Em cem contos, Bernardo Kucinski explora fraturas da sociedade e do homem
O escritor Bernardo Kucinski, que lança 'A cicatriz e outras histórias' pela Amaleda (Foto: Marcos Santos/USP Imagens)
“Os mortos têm que ser enterrados”, sentencia o narrador do conto “O velório”, em referência ao gesto de Antunes e Rita, que enterram um caixão vazio em homenagem ao filho Roberto, desaparecido durante a ditadura civil-militar. O texto integra a edição de A cicatriz e outras histórias: (quase) todos os contos de Bernardo Kucinski, volume que compila cem narrativas breves escritas desde 2010, entre as quais 57 inéditas.

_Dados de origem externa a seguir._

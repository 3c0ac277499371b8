use image::{ImageBuffer, Rgb, RgbImage};
use std::fs;
use std::io::Cursor;
use std::path::{Path, PathBuf};

use super::OutputFormat;
use crate::error::{LayoutError, Result};
use crate::renderer::{Canvas, Palette};

/// Writes a single canvas to disk as an RGB still image.
///
/// The image is encoded in memory first, so a failed encode never leaves a
/// partial file behind.
pub struct RasterEncoder {
    path: PathBuf,
    format: OutputFormat,
}

impl RasterEncoder {
    pub fn new(path: &Path, format: OutputFormat) -> Self {
        Self {
            path: path.to_path_buf(),
            format,
        }
    }

    pub fn encode(&self, canvas: &Canvas, palette: &Palette) -> Result<()> {
        let image = to_rgb_image(canvas, palette);

        let mut buffer = Cursor::new(Vec::new());
        image
            .write_to(&mut buffer, self.format.image_format())
            .map_err(|source| LayoutError::Encode {
                path: self.path.clone(),
                source,
            })?;

        fs::write(&self.path, buffer.into_inner()).map_err(|source| LayoutError::Io {
            path: self.path.clone(),
            source,
        })
    }
}

pub fn to_rgb_image(canvas: &Canvas, palette: &Palette) -> RgbImage {
    let width = canvas.width();
    let data = canvas.data();

    ImageBuffer::from_fn(width as u32, canvas.height() as u32, |x, y| {
        Rgb(palette.rgb_for_index(data[y as usize * width + x as usize]))
    })
}
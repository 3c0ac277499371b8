use anyhow::{Context, Result};
use serde::{Deserialize, Serialize};
use std::fs;
use std::path::{Path, PathBuf};

use crate::error::LayoutError;
use crate::layout::MAX_CANVAS_SIDE;
use crate::renderer::Swatch;

pub const BUILTIN_THEMES: &[&str] = &["default", "blueprint", "mono"];

/// Largest caption scale a theme may ask for.
pub const MAX_FONT_SIZE: f32 = 16.0;

#[derive(Debug, Clone, Serialize, Deserialize)]
pub struct Theme {
    pub name: String,

    #[serde(default)]
    pub palette: ThemePalette,

    #[serde(default)]
    pub title: TitleConfig,

    /// Embedded bitmap font name
    #[serde(default)]
    pub font: Option<String>,
}

/// Hex colors (`#rrggbb`) per drawing role. Unset roles keep the stock color.
#[derive(Debug, Clone, Default, PartialEq, Serialize, Deserialize)]
#[serde(default, deny_unknown_fields)]
pub struct ThemePalette {
    pub background: Option<String>,
    pub interior: Option<String>,
    pub wall: Option<String>,
    pub door: Option<String>,
    pub window: Option<String>,
    pub furniture: Option<String>,
    pub text: Option<String>,
    pub outline: Option<String>,
    pub handle: Option<String>,
    pub divider: Option<String>,
}

impl ThemePalette {
    pub fn get(&self, swatch: Swatch) -> Option<&str> {
        let value = match swatch {
            Swatch::Background => &self.background,
            Swatch::Interior => &self.interior,
            Swatch::Wall => &self.wall,
            Swatch::Door => &self.door,
            Swatch::Window => &self.window,
            Swatch::Furniture => &self.furniture,
            Swatch::Text => &self.text,
            Swatch::Outline => &self.outline,
            Swatch::Handle => &self.handle,
            Swatch::Divider => &self.divider,
        };
        value.as_deref()
    }
}

/// Caption placement. The caption starts at `canvas_width / 2 + x_offset`.
#[derive(Debug, Clone, PartialEq, Serialize, Deserialize)]
pub struct TitleConfig {
    #[serde(default = "default_title_text")]
    pub text: String,

    #[serde(default = "default_title_x_offset")]
    pub x_offset: i32,

    #[serde(default = "default_title_y")]
    pub y: i32,

    #[serde(default = "default_font_size")]
    pub font_size: f32,
}

fn default_title_text() -> String {
    "Room Layout".to_string()
}

fn default_title_x_offset() -> i32 {
    -100
}

fn default_title_y() -> i32 {
    20
}

fn default_font_size() -> f32 {
    1.0
}

impl TitleConfig {
    /// Reject caption settings that would overflow positions or scale glyphs
    /// past any drawable canvas.
    pub fn validate(&self) -> std::result::Result<(), LayoutError> {
        let size = self.font_size;
        if !size.is_finite() || size <= 0.0 || size > MAX_FONT_SIZE {
            return Err(LayoutError::InvalidTitle {
                field: "font_size",
                value: size.to_string(),
                reason: format!("must be greater than 0 and at most {}", MAX_FONT_SIZE),
            });
        }

        let limit = MAX_CANVAS_SIDE as i32;
        for (field, value) in [("x_offset", self.x_offset), ("y", self.y)] {
            if !(-limit..=limit).contains(&value) {
                return Err(LayoutError::InvalidTitle {
                    field,
                    value: value.to_string(),
                    reason: format!("must be within -{limit}..={limit}"),
                });
            }
        }

        Ok(())
    }
}

impl Default for TitleConfig {
    fn default() -> Self {
        TitleConfig {
            text: default_title_text(),
            x_offset: default_title_x_offset(),
            y: default_title_y(),
            font_size: default_font_size(),
        }
    }
}

impl Theme {
    /// Load theme from filesystem path
    pub fn load(path: &Path) -> Result<Self> {
        let content = fs::read_to_string(path)
            .with_context(|| format!("Failed to read theme file: {}", path.display()))?;

        let theme: Theme = serde_yaml::from_str(&content)
            .with_context(|| format!("Failed to parse theme YAML: {}", path.display()))?;
        theme
            .title
            .validate()
            .with_context(|| format!("Invalid title in theme: {}", path.display()))?;

        Ok(theme)
    }

    /// Resolve a `--theme` argument: an existing file path, a builtin name,
    /// or `<name>.yaml` in one of the search directories.
    pub fn resolve(name_or_path: &str) -> Result<Self> {
        let path = Path::new(name_or_path);
        if path.is_file() {
            return Self::load(path);
        }
        Self::load_by_name(name_or_path)
    }

    /// Load theme by name, searching embedded themes first, then filesystem
    pub fn load_by_name(name: &str) -> Result<Self> {
        if let Ok(theme) = Self::load_builtin(name) {
            return Ok(theme);
        }

        for base_path in Self::theme_search_paths() {
            let theme_path = base_path.join(format!("{}.yaml", name));
            if theme_path.exists() {
                log::debug!("Loading theme from {}", theme_path.display());
                return Self::load(&theme_path);
            }
        }

        anyhow::bail!("Theme '{}' not found in embedded themes or filesystem", name)
    }

    /// Get theme search paths in order of priority
    pub fn theme_search_paths() -> Vec<PathBuf> {
        let mut paths = vec![PathBuf::from("themes")];

        if let Some(proj_dirs) = directories::ProjectDirs::from("", "", "roomplan") {
            paths.push(proj_dirs.data_dir().join("themes"));
            paths.push(proj_dirs.config_dir().join("themes"));
        }

        paths
    }

    /// Load embedded builtin theme
    pub fn load_builtin(name: &str) -> Result<Self> {
        let yaml = match name {
            "default" => include_str!("../../themes/default.yaml"),
            "blueprint" => include_str!("../../themes/blueprint.yaml"),
            "mono" => include_str!("../../themes/mono.yaml"),
            _ => anyhow::bail!("Unknown builtin theme: {}. Available themes: {}", name, BUILTIN_THEMES.join(", ")),
        };

        let theme: Theme = serde_yaml::from_str(yaml)
            .with_context(|| format!("Failed to parse embedded theme: {}", name))?;
        theme.title.validate()?;

        Ok(theme)
    }
}

impl Default for Theme {
    fn default() -> Self {
        Theme {
            name: "default".to_string(),
            palette: ThemePalette::default(),
            title: TitleConfig::default(),
            font: None,
        }
    }
}
use super::Swatch;

/// Palette-indexed raster surface. Drawing calls take inclusive corner
/// coordinates and silently clip anything outside the surface.
#[derive(Clone, Debug, PartialEq, Eq)]
pub struct Canvas {
    data: Vec<u8>,
    width: usize,
    height: usize,
}

impl Canvas {
    pub fn new(width: usize, height: usize, background: Swatch) -> Self {
        let data = vec![background.index(); width * height];
        Self {
            data,
            width,
            height,
        }
    }

    pub fn width(&self) -> usize {
        self.width
    }

    pub fn height(&self) -> usize {
        self.height
    }

    pub fn data(&self) -> &[u8] {
        &self.data
    }

    pub fn clear(&mut self, background: Swatch) {
        self.data.fill(background.index());
    }

    pub fn set_pixel(&mut self, x: usize, y: usize, swatch: Swatch) {
        if x < self.width && y < self.height {
            self.data[y * self.width + x] = swatch.index();
        }
    }

    pub fn get_pixel(&self, x: usize, y: usize) -> Option<Swatch> {
        if x < self.width && y < self.height {
            Swatch::from_index(self.data[y * self.width + x])
        } else {
            None
        }
    }

    /// Signed variant of `set_pixel` used by the shape routines.
    pub fn plot(&mut self, x: i32, y: i32, swatch: Swatch) {
        if x >= 0 && y >= 0 {
            self.set_pixel(x as usize, y as usize, swatch);
        }
    }

    pub fn fill_rect(&mut self, x0: i32, y0: i32, x1: i32, y1: i32, swatch: Swatch) {
        // Clamp once so huge off-canvas rectangles stay cheap.
        let x0 = x0.max(0);
        let y0 = y0.max(0);
        let x1 = x1.min(self.width as i32 - 1);
        let y1 = y1.min(self.height as i32 - 1);

        for y in y0..=y1 {
            for x in x0..=x1 {
                self.set_pixel(x as usize, y as usize, swatch);
            }
        }
    }

    /// Outline drawn inward: a `stroke` of 3 covers the three outermost rings.
    pub fn stroke_rect(&mut self, x0: i32, y0: i32, x1: i32, y1: i32, stroke: u32, swatch: Swatch) {
        for i in 0..stroke as i32 {
            let (left, top, right, bottom) = (x0 + i, y0 + i, x1 - i, y1 - i);
            if left > right || top > bottom {
                break;
            }
            self.fill_rect(left, top, right, top, swatch);
            self.fill_rect(left, bottom, right, bottom, swatch);
            self.fill_rect(left, top, left, bottom, swatch);
            self.fill_rect(right, top, right, bottom, swatch);
        }
    }

    pub fn rectangle(
        &mut self,
        (x0, y0, x1, y1): (i32, i32, i32, i32),
        fill: Option<Swatch>,
        outline: Option<(Swatch, u32)>,
    ) {
        if let Some(fill) = fill {
            self.fill_rect(x0, y0, x1, y1, fill);
        }
        if let Some((swatch, stroke)) = outline {
            self.stroke_rect(x0, y0, x1, y1, stroke, swatch);
        }
    }

    /// One-pixel Bresenham line, both endpoints included.
    pub fn line(&mut self, x0: i32, y0: i32, x1: i32, y1: i32, swatch: Swatch) {
        let dx = (x1 - x0).abs();
        let dy = -(y1 - y0).abs();
        let sx = if x0 < x1 { 1 } else { -1 };
        let sy = if y0 < y1 { 1 } else { -1 };
        let mut err = dx + dy;
        let (mut x, mut y) = (x0, y0);

        loop {
            self.plot(x, y, swatch);
            if x == x1 && y == y1 {
                break;
            }
            let e2 = 2 * err;
            if e2 >= dy {
                err += dy;
                x += sx;
            }
            if e2 <= dx {
                err += dx;
                y += sy;
            }
        }
    }

    pub fn fill_circle(&mut self, cx: i32, cy: i32, radius: i32, swatch: Swatch) {
        let r2 = radius * radius;
        for dy in -radius..=radius {
            for dx in -radius..=radius {
                if dx * dx + dy * dy <= r2 {
                    self.plot(cx + dx, cy + dy, swatch);
                }
            }
        }
    }

    pub fn count(&self, swatch: Swatch) -> usize {
        self.data.iter().filter(|&&v| v == swatch.index()).count()
    }
}

#[cfg(test)]
mod tests {
    use super::*;

    #[test]
    fn test_new_canvas_is_background() {
        let canvas = Canvas::new(10, 5, Swatch::Background);
        assert_eq!(canvas.data().len(), 50);
        assert_eq!(canvas.count(Swatch::Background), 50);
        assert_eq!(canvas.get_pixel(10, 0), None);
    }

    #[test]
    fn test_rectangle_bounds_are_inclusive() {
        let mut canvas = Canvas::new(10, 10, Swatch::Background);
        canvas.rectangle((2, 2, 4, 5), Some(Swatch::Furniture), None);
        assert_eq!(canvas.count(Swatch::Furniture), 3 * 4);
        assert_eq!(canvas.get_pixel(4, 5), Some(Swatch::Furniture));
        assert_eq!(canvas.get_pixel(5, 5), Some(Swatch::Background));
    }

    #[test]
    fn test_stroke_is_drawn_inward() {
        let mut canvas = Canvas::new(20, 20, Swatch::Background);
        canvas.rectangle((0, 0, 9, 9), Some(Swatch::Interior), Some((Swatch::Wall, 3)));
        assert_eq!(canvas.get_pixel(0, 0), Some(Swatch::Wall));
        assert_eq!(canvas.get_pixel(2, 5), Some(Swatch::Wall));
        assert_eq!(canvas.get_pixel(3, 5), Some(Swatch::Interior));
        assert_eq!(canvas.get_pixel(10, 5), Some(Swatch::Background));
        // 10x10 minus the 4x4 core
        assert_eq!(canvas.count(Swatch::Wall), 100 - 16);
    }

    #[test]
    fn test_drawing_off_canvas_is_clipped() {
        let mut canvas = Canvas::new(8, 8, Swatch::Background);
        canvas.fill_rect(-5, -5, 100, 2, Swatch::Door);
        canvas.fill_circle(-10, -10, 3, Swatch::Handle);
        canvas.line(-3, 7, 20, 7, Swatch::Divider);
        assert_eq!(canvas.count(Swatch::Door), 8 * 3);
        assert_eq!(canvas.count(Swatch::Handle), 0);
        assert_eq!(canvas.count(Swatch::Divider), 8);
    }

    #[test]
    fn test_vertical_line_and_circle() {
        let mut canvas = Canvas::new(16, 16, Swatch::Background);
        canvas.line(3, 1, 3, 10, Swatch::Divider);
        assert_eq!(canvas.count(Swatch::Divider), 10);

        canvas.fill_circle(10, 10, 3, Swatch::Handle);
        assert_eq!(canvas.get_pixel(10, 7), Some(Swatch::Handle));
        assert_eq!(canvas.get_pixel(13, 13), Some(Swatch::Background));
        assert_eq!(canvas.count(Swatch::Handle), 29);
    }

    #[test]
    fn test_clear_resets_every_pixel() {
        let mut canvas = Canvas::new(4, 4, Swatch::Background);
        canvas.fill_rect(0, 0, 3, 3, Swatch::Wall);
        canvas.clear(Swatch::Background);
        assert_eq!(canvas.count(Swatch::Background), 16);
    }
}
use rust_embed::RustEmbed;

use super::{Canvas, Swatch};

// Embed all font files at compile time
#[derive(RustEmbed)]
#[folder = "assets/fonts/"]
struct EmbeddedFonts;

pub const DEFAULT_FONT_NAME: &str = "mono_6x8";

/// Bitmap font covering the 7-bit ASCII range.
pub struct Font {
    width: usize,
    height: usize,
    glyphs: Vec<Vec<bool>>, // Bitmap data for each of 128 characters
}

impl Font {
    pub fn load(name: Option<&str>) -> Self {
        // Use specified font or default
        let font_name = name.unwrap_or(DEFAULT_FONT_NAME);

        match Self::load_embedded(font_name) {
            Ok(font) => return font,
            Err(e) => log::warn!("Font '{}' unavailable: {}", font_name, e),
        }

        // Fall back to default font if specified font failed
        if font_name != DEFAULT_FONT_NAME {
            if let Ok(font) = Self::load_embedded(DEFAULT_FONT_NAME) {
                return font;
            }
        }

        // Last resort: fallback font
        Self::fallback_font()
    }

    fn load_embedded(name: &str) -> Result<Self, String> {
        let file = EmbeddedFonts::get(&format!("{}.fd", name))
            .ok_or_else(|| format!("not embedded (available: {:?})", Self::available_fonts()))?;
        Self::parse_fd_font(&String::from_utf8_lossy(&file.data))
    }

    /// Get list of available embedded font names
    pub fn available_fonts() -> Vec<String> {
        EmbeddedFonts::iter()
            .filter_map(|path| path.strip_suffix(".fd").map(|s| s.to_string()))
            .collect()
    }

    pub fn width(&self) -> usize {
        self.width
    }

    pub fn height(&self) -> usize {
        self.height
    }

    pub fn get_glyph(&self, ch: char) -> &[bool] {
        let code = if ch.is_ascii() { ch as usize } else { b'?' as usize };
        &self.glyphs[code]
    }

    /// Pixel width of `text` at the given scale.
    pub fn text_width(&self, text: &str, size: f32) -> usize {
        let scaled_width = (self.width as f32 * size).round() as usize;
        text.chars().count() * scaled_width
    }

    /// Render a string of text onto a canvas with scaling
    pub fn render_string(&self, canvas: &mut Canvas, x: i32, y: i32, text: &str, swatch: Swatch, size: f32) {
        if !size.is_finite() || size <= 0.0 {
            log::warn!("Skipping text '{}' with unusable scale {}", text, size);
            return;
        }
        let scaled_width = (self.width as f32 * size).round() as i32;

        for (char_idx, ch) in text.chars().enumerate() {
            let char_x = x.saturating_add((char_idx as i32).saturating_mul(scaled_width));
            if char_x >= canvas.width() as i32 {
                break;
            }
            self.render_character(canvas, char_x, y, ch, swatch, size);
        }
    }

    /// Only foreground pixels are written; the background shows through.
    fn render_character(&self, canvas: &mut Canvas, x: i32, y: i32, ch: char, swatch: Swatch, size: f32) {
        let glyph = self.get_glyph(ch);
        let scaled_width = (self.width as f32 * size).round() as usize;
        let scaled_height = (self.height as f32 * size).round() as usize;

        for sy in 0..scaled_height {
            for sx in 0..scaled_width {
                // Nearest neighbor
                let glyph_x = ((sx as f32) / size) as usize;
                let glyph_y = ((sy as f32) / size) as usize;

                if glyph_x < self.width && glyph_y < self.height && glyph[glyph_y * self.width + glyph_x] {
                    canvas.plot(x.saturating_add(sx as i32), y.saturating_add(sy as i32), swatch);
                }
            }
        }
    }

    // Parse .fd font format
    fn parse_fd_font(data: &str) -> Result<Self, String> {
        let lines: Vec<&str> = data.lines().collect();
        let mut width = 0;
        let mut height = 0;
        let mut char_start_idx = lines.len();

        // Parse header
        for (idx, line) in lines.iter().enumerate() {
            let line = line.trim();
            if line.starts_with('#') || line.is_empty() {
                continue;
            }

            if let Some(value) = line.strip_prefix("width") {
                width = value.trim().parse().map_err(|_| "Invalid width")?;
            } else if let Some(value) = line.strip_prefix("height") {
                height = value.trim().parse().map_err(|_| "Invalid height")?;
            } else if line.starts_with("char") {
                char_start_idx = idx;
                break;
            }
        }

        if width == 0 || height == 0 {
            return Err("Missing width/height header".to_string());
        }

        let mut glyphs: Vec<Vec<bool>> = (0..128u8)
            .map(|ch| Self::generate_fallback_glyph(ch, width, height))
            .collect();
        let mut current_char: Option<usize> = None;
        let mut bitmap_lines: Vec<&str> = Vec::new();

        for line in &lines[char_start_idx..] {
            let line = line.trim();

            if let Some(code) = line.strip_prefix("char") {
                Self::store_glyph(&mut glyphs, current_char, &bitmap_lines, width, height);
                current_char = code.trim().parse().ok();
                bitmap_lines.clear();
            } else if !line.is_empty() && !line.starts_with('#') {
                bitmap_lines.push(line);
            }
        }
        Self::store_glyph(&mut glyphs, current_char, &bitmap_lines, width, height);

        Ok(Self {
            width,
            height,
            glyphs,
        })
    }

    fn store_glyph(glyphs: &mut [Vec<bool>], ch: Option<usize>, lines: &[&str], width: usize, height: usize) {
        match ch {
            Some(idx) if idx < glyphs.len() && lines.len() == height => {
                glyphs[idx] = Self::parse_bitmap(lines, width, height);
            }
            Some(idx) => log::warn!("Skipping malformed glyph {} ({} rows)", idx, lines.len()),
            None => {}
        }
    }

    fn parse_bitmap(lines: &[&str], char_width: usize, height: usize) -> Vec<bool> {
        let mut bitmap = Vec::with_capacity(char_width * height);

        for line in lines {
            let mut row: Vec<bool> = line.chars().take(char_width).map(|ch| ch == 'x').collect();
            row.resize(char_width, false);
            bitmap.extend(row);
        }

        bitmap
    }

    // Fallback font in case parsing fails
    fn fallback_font() -> Self {
        let width = 6;
        let height = 8;
        let glyphs = (0..128u8)
            .map(|ch| Self::generate_fallback_glyph(ch, width, height))
            .collect();

        Self {
            width,
            height,
            glyphs,
        }
    }

    /// Hollow box for printable characters, blank for space and controls.
    fn generate_fallback_glyph(ch: u8, width: usize, height: usize) -> Vec<bool> {
        let mut bitmap = vec![false; width * height];

        if ch > b' ' && ch < 127 && width > 2 && height > 2 {
            for y in 0..height - 1 {
                bitmap[y * width] = true;
                bitmap[y * width + width - 2] = true;
            }
            for x in 0..width - 1 {
                bitmap[x] = true;
                bitmap[(height - 2) * width + x] = true;
            }
        }

        bitmap
    }
}

#[cfg(test)]
mod tests {
    use super::*;

    #[test]
    fn test_default_font_is_embedded() {
        assert!(Font::available_fonts().contains(&DEFAULT_FONT_NAME.to_string()));
        let font = Font::load(None);
        assert_eq!((font.width(), font.height()), (6, 8));
    }

    #[test]
    fn test_unknown_font_falls_back_to_default() {
        let font = Font::load(Some("no_such_font"));
        assert_eq!((font.width(), font.height()), (6, 8));
        assert!(font.get_glyph('A').iter().any(|&p| p));
    }

    #[test]
    fn test_parse_fd_font() {
        let data = "# tiny\nwidth 3\nheight 2\n\nchar 65\nx.x\n.x.\n";
        let font = Font::parse_fd_font(data).unwrap();
        assert_eq!(font.get_glyph('A'), &[true, false, true, false, true, false]);
        assert!(!font.get_glyph(' ').iter().any(|&p| p));
    }

    #[test]
    fn test_parse_rejects_missing_header() {
        assert!(Font::parse_fd_font("char 65\nx\n").is_err());
    }

    #[test]
    fn test_render_string_writes_only_foreground() {
        let font = Font::load(None);
        let mut canvas = Canvas::new(40, 20, Swatch::Background);
        font.render_string(&mut canvas, 2, 2, "TAB", Swatch::Text, 1.0);
        let lit = canvas.count(Swatch::Text);
        assert!(lit > 0);
        assert!(lit < 3 * 6 * 8);
        assert_eq!(font.text_width("TAB", 1.0), 18);
    }

    #[test]
    fn test_text_at_extreme_positions_is_clipped() {
        let font = Font::load(None);
        let mut canvas = Canvas::new(30, 10, Swatch::Background);
        font.render_string(&mut canvas, i32::MAX - 3, 0, "Room", Swatch::Text, 1.0);
        font.render_string(&mut canvas, 0, i32::MAX - 3, "Room", Swatch::Text, 1.0);
        font.render_string(&mut canvas, i32::MIN, 0, "Room", Swatch::Text, 1.0);
        font.render_string(&mut canvas, 0, 0, "Room", Swatch::Text, f32::NAN);
        font.render_string(&mut canvas, 0, 0, "Room", Swatch::Text, -1.0);
        assert_eq!(canvas.count(Swatch::Text), 0);
    }

    #[test]
    fn test_scaled_text_covers_more_pixels() {
        let font = Font::load(None);
        let mut small = Canvas::new(80, 40, Swatch::Background);
        let mut large = Canvas::new(80, 40, Swatch::Background);
        font.render_string(&mut small, 0, 0, "Room", Swatch::Text, 1.0);
        font.render_string(&mut large, 0, 0, "Room", Swatch::Text, 2.0);
        assert_eq!(large.count(Swatch::Text), small.count(Swatch::Text) * 4);
    }
}
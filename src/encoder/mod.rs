mod raster_encoder;

pub use raster_encoder::RasterEncoder;

use std::path::Path;

/// Output format enumeration
#[derive(Debug, Clone, Copy, PartialEq, Eq)]
pub enum OutputFormat {
    Png,
    Bmp,
    Jpeg,
    Tga,
}

impl OutputFormat {
    pub fn from_path(path: &Path) -> Option<Self> {
        path.extension()
            .and_then(|ext| ext.to_str())
            .and_then(|ext| match ext.to_lowercase().as_str() {
                "png" => Some(OutputFormat::Png),
                "bmp" => Some(OutputFormat::Bmp),
                "jpg" | "jpeg" => Some(OutputFormat::Jpeg),
                "tga" => Some(OutputFormat::Tga),
                _ => None,
            })
    }

    /// Like `from_path`, but unknown or missing extensions become PNG.
    pub fn for_path(path: &Path) -> Self {
        Self::from_path(path).unwrap_or_else(|| {
            log::warn!("Unrecognized extension on {}, writing PNG", path.display());
            OutputFormat::Png
        })
    }

    pub fn extension(&self) -> &'static str {
        match self {
            OutputFormat::Png => "png",
            OutputFormat::Bmp => "bmp",
            OutputFormat::Jpeg => "jpg",
            OutputFormat::Tga => "tga",
        }
    }

    pub fn image_format(&self) -> image::ImageFormat {
        match self {
            OutputFormat::Png => image::ImageFormat::Png,
            OutputFormat::Bmp => image::ImageFormat::Bmp,
            OutputFormat::Jpeg => image::ImageFormat::Jpeg,
            OutputFormat::Tga => image::ImageFormat::Tga,
        }
    }
}

#[cfg(test)]
mod tests {
    use super::*;

    #[test]
    fn test_format_from_extension() {
        assert_eq!(OutputFormat::from_path(Path::new("plan.PNG")), Some(OutputFormat::Png));
        assert_eq!(OutputFormat::from_path(Path::new("a/b/plan.jpeg")), Some(OutputFormat::Jpeg));
        assert_eq!(OutputFormat::from_path(Path::new("plan.tga")), Some(OutputFormat::Tga));
        assert_eq!(OutputFormat::from_path(Path::new("plan")), None);
    }

    #[test]
    fn test_unknown_extension_defaults_to_png() {
        assert_eq!(OutputFormat::for_path(Path::new("plan.xyz")), OutputFormat::Png);
        assert_eq!(OutputFormat::for_path(Path::new("plan.bmp")).extension(), "bmp");
    }
}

A necessidade dos pais de Roberto dá a tônica de muitos dos contos, povoados de assombrações, vultos, “vozes e ruídos” que “vêm de dentro”, desvelando as fraturas e traumas de um país que não enterrou seus mortos. O passado não surge estanque, mas em continuação com o presente e o futuro, em um curto-circuito de violências. Em “Encontro no porão”, por exemplo, esse passado revela-se nas fantasmagorias mutiladas e torturadas dos mortos políticos. Já em “A maldição das cem cabeças”, os horrores da ditadura arruínam um grupo de pescadores em uma região do rio Araguaia na qual não nadam mais peixes desde que ali foram naufragados os corpos assassinados pelos militares.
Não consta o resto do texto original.